* TASK BRIEF *
Write out every entry below word for word, leaving nothing out.

■ ■ ■ ■ ■

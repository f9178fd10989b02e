use config_store::{
    setting_enum, AcceptableValues, ChangeSource, ConfigDescription, ConfigFile, SettingValue,
};
use std::sync::atomic::{AtomicUsize, Ordering};
use std::sync::{Arc, Mutex};
use tempfile::TempDir;

setting_enum! {
    pub enum Quality {
        Low = 0,
        #[default]
        Medium = 1,
        High = 2,
    }
}

#[test]
fn test_value_survives_reopen() {
    let dir = TempDir::new().unwrap();
    let path = dir.path().join("plugin.cfg");

    {
        let file = ConfigFile::new(&path, true).unwrap();
        let speed = file.bind("General", "Speed", 10, ConfigDescription::new("d")).unwrap();
        speed.set_value(20);
    }

    let file = ConfigFile::new(&path, true).unwrap();
    assert_eq!(file.orphaned_entries().len(), 1);
    let speed = file.bind("General", "Speed", 10, ConfigDescription::new("d")).unwrap();
    assert_eq!(speed.value(), 20);
    assert!(file.orphaned_entries().is_empty());
}

#[test]
fn test_padded_string_survives_reopen() {
    let dir = TempDir::new().unwrap();
    let path = dir.path().join("plugin.cfg");
    let padded = "  two leading, one trailing ".to_string();

    {
        let file = ConfigFile::new(&path, true).unwrap();
        let name = file
            .bind("General", "Name", String::new(), ConfigDescription::new("d"))
            .unwrap();
        name.set_value(padded.clone());
    }

    let file = ConfigFile::new(&path, true).unwrap();
    let name = file
        .bind("General", "Name", String::new(), ConfigDescription::new("d"))
        .unwrap();
    assert_eq!(name.value(), padded);
}

#[test]
fn test_save_on_init_creates_file_with_header() {
    let dir = TempDir::new().unwrap();
    let path = dir.path().join("nested").join("owned.cfg");

    let file = ConfigFile::with_owner(&path, true, "Model Tester").unwrap();
    assert!(path.exists());
    assert_eq!(file.owner(), Some("Model Tester"));

    let text = std::fs::read_to_string(&path).unwrap();
    assert!(text.starts_with("## Settings file was created by plugin Model Tester"));
}

#[test]
fn test_without_save_on_init_nothing_is_written() {
    let dir = TempDir::new().unwrap();
    let path = dir.path().join("lazy.cfg");

    let file = ConfigFile::new(&path, false).unwrap();
    assert!(!path.exists());
    file.set_save_on_set(false);
    file.bind("General", "Flag", true, ConfigDescription::default()).unwrap();
    assert!(!path.exists());

    file.save().unwrap();
    assert!(path.exists());
}

#[test]
fn test_external_edit_and_reload() {
    let dir = TempDir::new().unwrap();
    let path = dir.path().join("edit.cfg");
    let file = ConfigFile::new(&path, true).unwrap();

    let speed = file.bind("General", "Speed", 10, ConfigDescription::new("d")).unwrap();
    assert_eq!(speed.value(), 10);
    speed.set_value(20);
    assert!(std::fs::read_to_string(&path).unwrap().contains("Speed = 20"));

    let changes = Arc::new(Mutex::new(Vec::new()));
    let seen = Arc::clone(&changes);
    let _sub = speed.on_setting_changed(move |event| {
        seen.lock().unwrap().push((event.old_value.clone(), event.new_value.clone(), event.source));
    });

    let edited = std::fs::read_to_string(&path).unwrap().replace("Speed = 20", "Speed = 30");
    std::fs::write(&path, edited).unwrap();
    file.reload().unwrap();

    assert_eq!(speed.value(), 30);
    assert_eq!(
        *changes.lock().unwrap(),
        vec![("20".to_string(), "30".to_string(), ChangeSource::Reload)]
    );
}

#[test]
fn test_reload_does_not_save() {
    let dir = TempDir::new().unwrap();
    let path = dir.path().join("reload.cfg");
    let file = ConfigFile::new(&path, true).unwrap();
    file.bind("General", "Speed", 10, ConfigDescription::default()).unwrap();

    std::fs::write(&path, "[General]\nSpeed = 11\nExtra = keep me\n").unwrap();
    file.reload().unwrap();

    let text = std::fs::read_to_string(&path).unwrap();
    assert_eq!(text, "[General]\nSpeed = 11\nExtra = keep me\n");
}

#[test]
fn test_orphans_are_written_back() {
    let dir = TempDir::new().unwrap();
    let path = dir.path().join("orphans.cfg");
    std::fs::write(&path, "[Old]\nLegacy = 5\n").unwrap();

    let file = ConfigFile::new(&path, true).unwrap();
    file.bind("General", "Speed", 1, ConfigDescription::default()).unwrap();

    let text = std::fs::read_to_string(&path).unwrap();
    assert!(text.contains("[Old]\n\nLegacy = 5"));
    assert!(text.contains("Speed = 1"));
}

#[test]
fn test_enum_setting_on_disk() {
    let dir = TempDir::new().unwrap();
    let path = dir.path().join("enum.cfg");
    let file = ConfigFile::new(&path, true).unwrap();

    let quality = file
        .bind("Video", "Quality", Quality::default(), ConfigDescription::new("Render quality"))
        .unwrap();
    quality.set_value(Quality::High);

    let text = std::fs::read_to_string(&path).unwrap();
    assert!(text.contains("# Setting type: Quality"));
    assert!(text.contains("# Acceptable values: Low, Medium, High"));
    assert!(text.contains("Quality = High"));

    std::fs::write(&path, text.replace("Quality = High", "Quality = 0")).unwrap();
    file.reload().unwrap();
    assert_eq!(quality.value(), Quality::Low);
    assert_eq!(Quality::variant_names().map(|names| names.len()), Some(3));
}

#[test]
fn test_file_level_listener_sees_every_entry() {
    let file = ConfigFile::in_memory();
    let a = file
        .bind("S", "a", 0.5f32, ConfigDescription::default().with_acceptable_values(Some(AcceptableValues::range(0.0, 1.0))))
        .unwrap();
    let b = file.bind("S", "b", 'x', ConfigDescription::default()).unwrap();

    let count = Arc::new(AtomicUsize::new(0));
    let counter = Arc::clone(&count);
    let sub = file.on_setting_changed(move |_| {
        counter.fetch_add(1, Ordering::SeqCst);
    });

    a.set_value(4.0);
    assert_eq!(a.value(), 1.0);
    b.set_value('y');
    drop(sub);
    b.set_value('z');

    assert_eq!(count.load(Ordering::SeqCst), 2);
}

■ ■ ■ ■ ■

* ANSWER *
repository f9178fd10989b02e
use config_store::{
    setting_enum, AcceptableValues, ChangeSource, ConfigDescription, ConfigFile, SettingValue,
};
use std::sync::atomic::{AtomicUsize, Ordering};
use std::sync::{Arc, Mutex};
use tempfile::TempDir;

setting_enum! {
    pub enum Quality {
        Low = 0,
        #[default]
        Medium = 1,
        High = 2,
    }
}

#[test]
fn test_value_survives_reopen() {
    let dir = TempDir::new().unwrap();
    let path = dir.path().join("plugin.cfg");

    {
        let file = ConfigFile::new(&path, true).unwrap();
        let speed = file.bind("General", "Speed", 10, ConfigDescription::new("d")).unwrap();
        speed.set_value(20);
    }

    let file = ConfigFile::new(&path, true).unwrap();
    assert_eq!(file.orphaned_entries().len(), 1);
    let speed = file.bind("General", "Speed", 10, ConfigDescription::new("d")).unwrap();
    assert_eq!(speed.value(), 20);
    assert!(file.orphaned_entries().is_empty());
}

#[test]
fn test_padded_string_survives_reopen() {
    let dir = TempDir::new().unwrap();
    let path = dir.path().join("plugin.cfg");
    let padded = "  two leading, one trailing ".to_string();

    {
        let file = ConfigFile::new(&path, true).unwrap();
        let name = file
            .bind("General", "Name", String::new(), ConfigDescription::new("d"))
            .unwrap();
        name.set_value(padded.clone());
    }

    let file = ConfigFile::new(&path, true).unwrap();
    let name = file
        .bind("General", "Name", String::new(), ConfigDescription::new("d"))
        .unwrap();
    assert_eq!(name.value(), padded);
}

#[test]
fn test_save_on_init_creates_file_with_header() {
    let dir = TempDir::new().unwrap();
    let path = dir.path().join("nested").join("owned.cfg");

    let file = ConfigFile::with_owner(&path, true, "Model Tester").unwrap();
    assert!(path.exists());
    assert_eq!(file.owner(), Some("Model Tester"));

    let text = std::fs::read_to_string(&path).unwrap();
    assert!(text.starts_with("## Settings file was created by plugin Model Tester"));
}

#[test]
fn test_without_save_on_init_nothing_is_written() {
    let dir = TempDir::new().unwrap();
    let path = dir.path().join("lazy.cfg");

    let file = ConfigFile::new(&path, false).unwrap();
    assert!(!path.exists());
    file.set_save_on_set(false);
    file.bind("General", "Flag", true, ConfigDescription::default()).unwrap();
    assert!(!path.exists());

    file.save().unwrap();
    assert!(path.exists());
}

#[test]
fn test_external_edit_and_reload() {
    let dir = TempDir::new().unwrap();
    let path = dir.path().join("edit.cfg");
    let file = ConfigFile::new(&path, true).unwrap();

    let speed = file.bind("General", "Speed", 10, ConfigDescription::new("d")).unwrap();
    assert_eq!(speed.value(), 10);
    speed.set_value(20);
    assert!(std::fs::read_to_string(&path).unwrap().contains("Speed = 20"));

    let changes = Arc::new(Mutex::new(Vec::new()));
    let seen = Arc::clone(&changes);
    let _sub = speed.on_setting_changed(move |event| {
        seen.lock().unwrap().push((event.old_value.clone(), event.new_value.clone(), event.source));
    });

    let edited = std::fs::read_to_string(&path).unwrap().replace("Speed = 20", "Speed = 30");
    std::fs::write(&path, edited).unwrap();
    file.reload().unwrap();

    assert_eq!(speed.value(), 30);
    assert_eq!(
        *changes.lock().unwrap(),
        vec![("20".to_string(), "30".to_string(), ChangeSource::Reload)]
    );
}

#[test]
fn test_reload_does_not_save() {
    let dir = TempDir::new().unwrap();
    let path = dir.path().join("reload.cfg");
    let file = ConfigFile::new(&path, true).unwrap();
    file.bind("General", "Speed", 10, ConfigDescription::default()).unwrap();

    std::fs::write(&path, "[General]\nSpeed = 11\nExtra = keep me\n").unwrap();
    file.reload().unwrap();

    let text = std::fs::read_to_string(&path).unwrap();
    assert_eq!(text, "[General]\nSpeed = 11\nExtra = keep me\n");
}

#[test]
fn test_orphans_are_written_back() {
    let dir = TempDir::new().unwrap();
    let path = dir.path().join("orphans.cfg");
    std::fs::write(&path, "[Old]\nLegacy = 5\n").unwrap();

    let file = ConfigFile::new(&path, true).unwrap();
    file.bind("General", "Speed", 1, ConfigDescription::default()).unwrap();

    let text = std::fs::read_to_string(&path).unwrap();
    assert!(text.contains("[Old]\n\nLegacy = 5"));
    assert!(text.contains("Speed = 1"));
}

#[test]
fn test_enum_setting_on_disk() {
    let dir = TempDir::new().unwrap();
    let path = dir.path().join("enum.cfg");
    let file = ConfigFile::new(&path, true).unwrap();

    let quality = file
        .bind("Video", "Quality", Quality::default(), ConfigDescription::new("Render quality"))
        .unwrap();
    quality.set_value(Quality::High);

    let text = std::fs::read_to_string(&path).unwrap();
    assert!(text.contains("# Setting type: Quality"));
    assert!(text.contains("# Acceptable values: Low, Medium, High"));
    assert!(text.contains("Quality = High"));

    std::fs::write(&path, text.replace("Quality = High", "Quality = 0")).unwrap();
    file.reload().unwrap();
    assert_eq!(quality.value(), Quality::Low);
    assert_eq!(Quality::variant_names().map(|names| names.len()), Some(3));
}

#[test]
fn test_file_level_listener_sees_every_entry() {
    let file = ConfigFile::in_memory();
    let a = file
        .bind("S", "a", 0.5f32, ConfigDescription::default().with_acceptable_values(Some(AcceptableValues::range(0.0, 1.0))))
        .unwrap();
    let b = file.bind("S", "b", 'x', ConfigDescription::default()).unwrap();

    let count = Arc::new(AtomicUsize::new(0));
    let counter = Arc::clone(&count);
    let sub = file.on_setting_changed(move |_| {
        counter.fetch_add(1, Ordering::SeqCst);
    });

    a.set_value(4.0);
    assert_eq!(a.value(), 1.0);
    b.set_value('y');
    drop(sub);
    b.set_value('z');

    assert_eq!(count.load(Ordering::SeqCst), 2);
}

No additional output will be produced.